* _ABOUT THIS TASK_
Take the lines from the beginning of the data below through the line holding "use std::time::Duration;" and return exactly those.
DATA EXCERPTS: Begin
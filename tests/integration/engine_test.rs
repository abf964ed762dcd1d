//! End-to-end engine tests: signal in, sized order out, monitored close

use async_trait::async_trait;
use rust_decimal::Decimal;
use rust_decimal_macros::dec;
use std::sync::Arc;
use std::time::Duration;

use riskpilot::cli::Engine;
use riskpilot::config::Config;
use riskpilot::events::EngineEvent;
use riskpilot::exchange::PaperExchange;
use riskpilot::marketdata::{Candle, MarketDataSource};
use riskpilot::router::RouteResult;
use riskpilot::signal::{Direction, Signal};
use riskpilot::store::NullStore;

struct NoCandles;

#[async_trait]
impl MarketDataSource for NoCandles {
    async fn get_candles(&self, _symbol: &str, _limit: usize) -> anyhow::Result<Vec<Candle>> {
        Ok(vec![])
    }
}

fn test_config() -> Config {
    let mut config = Config::for_tests();
    config.capital.monitor_interval_secs = 1;
    config
}

async fn wait_for(
    engine: &Engine,
    deadline: Duration,
    predicate: impl Fn(&riskpilot::ledger::LedgerSnapshot) -> bool,
) -> bool {
    let start = tokio::time::Instant::now();
    while start.elapsed() < deadline {
        if predicate(&engine.ledger().snapshot()) {
            return true;
        }
        tokio::time::sleep(Duration::from_millis(50)).await;
    }
    false
}

#[tokio::test]
async fn test_signal_to_open_position() {
    let exchange = Arc::new(PaperExchange::new(dec!(10000), dec!(0.001)));
    exchange.set_price("BTCUSDT", dec!(50000)).await;

    let mut engine = Engine::new(
        test_config(),
        exchange.clone(),
        Arc::new(NoCandles),
        Arc::new(NullStore),
    )
    .await
    .unwrap();
    let task = engine.start().unwrap();

    let signal = Signal::new("BTCUSDT", Direction::Long, dec!(0.8), dec!(50000));
    let fill = match engine.handle_signal(&signal).await.unwrap() {
        RouteResult::Placed(fill) => fill,
        other => panic!("expected a fill, got {other:?}"),
    };
    let order_id: riskpilot::exchange::OrderId = fill.order_id;
    assert!(!order_id.is_nil());

    assert!(
        wait_for(&engine, Duration::from_secs(3), |s| s.open_positions == 1).await,
        "position never reached the ledger"
    );
    let snapshot = engine.ledger().snapshot();
    assert!(snapshot.total_exposure > dec!(0));

    let health = engine.health();
    assert_eq!(health.open_positions, 1);
    assert!(health.breaker.is_none());
    assert_eq!(health.order_failure_rate, 0.0);

    engine.ledger().shutdown().await.unwrap();
    task.await.unwrap();
}

#[tokio::test]
async fn test_stop_loss_round_trip() {
    let exchange = Arc::new(PaperExchange::new(dec!(10000), dec!(0.001)));
    exchange.set_price("BTCUSDT", dec!(50000)).await;

    let mut engine = Engine::new(
        test_config(),
        exchange.clone(),
        Arc::new(NoCandles),
        Arc::new(NullStore),
    )
    .await
    .unwrap();
    let task = engine.start().unwrap();

    let signal = Signal::new("BTCUSDT", Direction::Long, dec!(0.8), dec!(50000));
    assert!(engine.handle_signal(&signal).await.unwrap().is_placed());
    assert!(wait_for(&engine, Duration::from_secs(3), |s| s.open_positions == 1).await);

    // Gap through the 2% stop
    exchange.set_price("BTCUSDT", dec!(48500)).await;
    assert!(
        wait_for(&engine, Duration::from_secs(5), |s| {
            s.open_positions == 0 && s.stats.total_trades == 1
        })
        .await,
        "stop loss never fired"
    );
    let snapshot = engine.ledger().snapshot();
    assert_eq!(snapshot.stats.losses, 1);
    assert!(snapshot.stats.realized_pnl < dec!(0));

    engine.ledger().shutdown().await.unwrap();
    task.await.unwrap();
}

#[tokio::test]
async fn test_signal_stop_overrides_configured_stop() {
    let exchange = Arc::new(PaperExchange::new(dec!(10000), dec!(0.001)));
    exchange.set_price("BTCUSDT", dec!(50000)).await;

    let mut engine = Engine::new(
        test_config(),
        exchange.clone(),
        Arc::new(NoCandles),
        Arc::new(NullStore),
    )
    .await
    .unwrap();
    let task = engine.start().unwrap();

    // Model stop at 49500 (1%), tighter than the configured 2% stop
    let signal = Signal::new("BTCUSDT", Direction::Long, dec!(0.8), dec!(50000))
        .with_levels(Some(dec!(49500)), None);
    assert!(engine.handle_signal(&signal).await.unwrap().is_placed());
    assert!(wait_for(&engine, Duration::from_secs(3), |s| s.open_positions == 1).await);

    // Above the configured 49000 stop; only the model stop can fire here
    exchange.set_price("BTCUSDT", dec!(49400)).await;
    assert!(
        wait_for(&engine, Duration::from_secs(5), |s| {
            s.open_positions == 0 && s.stats.total_trades == 1
        })
        .await,
        "model stop never fired"
    );
    assert_eq!(engine.ledger().snapshot().stats.losses, 1);

    engine.ledger().shutdown().await.unwrap();
    task.await.unwrap();
}

#[tokio::test]
async fn test_duplicate_signal_same_bar_rejected() {
    let exchange = Arc::new(PaperExchange::new(dec!(10000), dec!(0.001)));
    exchange.set_price("BTCUSDT", dec!(50000)).await;

    let mut engine = Engine::new(
        test_config(),
        exchange.clone(),
        Arc::new(NoCandles),
        Arc::new(NullStore),
    )
    .await
    .unwrap();
    let task = engine.start().unwrap();

    let signal = Signal::new("BTCUSDT", Direction::Long, dec!(0.8), dec!(50000));
    assert!(engine.handle_signal(&signal).await.unwrap().is_placed());

    let mut again = Signal::new("BTCUSDT", Direction::Long, dec!(0.9), dec!(50100));
    again.timestamp = signal.timestamp;
    assert!(matches!(
        engine.handle_signal(&again).await.unwrap(),
        RouteResult::Rejected(_)
    ));

    engine.ledger().shutdown().await.unwrap();
    task.await.unwrap();
}

/// Same oscillating series for every symbol, so pairwise correlation is 1
struct WigglyCandles;

#[async_trait]
impl MarketDataSource for WigglyCandles {
    async fn get_candles(&self, _symbol: &str, limit: usize) -> anyhow::Result<Vec<Candle>> {
        let now = chrono::Utc::now();
        let mut candles = Vec::with_capacity(limit);
        for i in 0..limit {
            let close = dec!(100) + Decimal::from((i % 5) as i64);
            candles.push(Candle {
                timestamp: now - chrono::Duration::days((limit - i) as i64),
                open: close,
                high: close + dec!(1),
                low: close - dec!(1),
                close,
                volume: dec!(10),
            });
        }
        Ok(candles)
    }
}

#[tokio::test]
async fn test_rebalance_pass_moves_allocations() {
    let mut config = test_config();
    let mut eth = config.symbols[0].clone();
    eth.name = "ETHUSDT".to_string();
    config.symbols.push(eth);
    config.portfolio.rebalance_pause_secs = 0;

    let exchange = Arc::new(PaperExchange::new(dec!(10000), dec!(0.001)));
    let mut engine = Engine::new(
        config,
        exchange,
        Arc::new(WigglyCandles),
        Arc::new(NullStore),
    )
    .await
    .unwrap();

    assert!(engine.portfolio().is_none());
    let mut events = engine.events();
    engine.rebalance_pass().await.unwrap();

    let state = engine.portfolio().expect("portfolio state after pass");
    assert!(state.rebalance_needed);
    assert!(state.max_correlation > 0.9);
    assert_eq!(state.total_balance, dec!(10000));

    let mut steps = 0;
    while let Ok(event) = events.try_recv() {
        if matches!(event, EngineEvent::RebalanceStep { .. }) {
            steps += 1;
        }
    }
    assert!(steps > 0, "no rebalance steps emitted");
}

#[tokio::test]
async fn test_low_confidence_rejected_before_sizing() {
    let exchange = Arc::new(PaperExchange::new(dec!(10000), dec!(0.001)));
    let mut engine = Engine::new(
        test_config(),
        exchange.clone(),
        Arc::new(NoCandles),
        Arc::new(NullStore),
    )
    .await
    .unwrap();

    let signal = Signal::new("BTCUSDT", Direction::Long, dec!(0.3), dec!(50000));
    assert!(matches!(
        engine.handle_signal(&signal).await.unwrap(),
        RouteResult::Rejected(_)
    ));
    assert!(exchange.fills().await.is_empty());
}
DATA EXCERPTS: End
* _RESPONSE TO THE EXERCISE_
filename tests/integration/engine_test.rs
repository abf964ed762dcd1d
//! End-to-end engine tests: signal in, sized order out, monitored close

use async_trait::async_trait;
use rust_decimal::Decimal;
use rust_decimal_macros::dec;
use std::sync::Arc;
use std::time::Duration;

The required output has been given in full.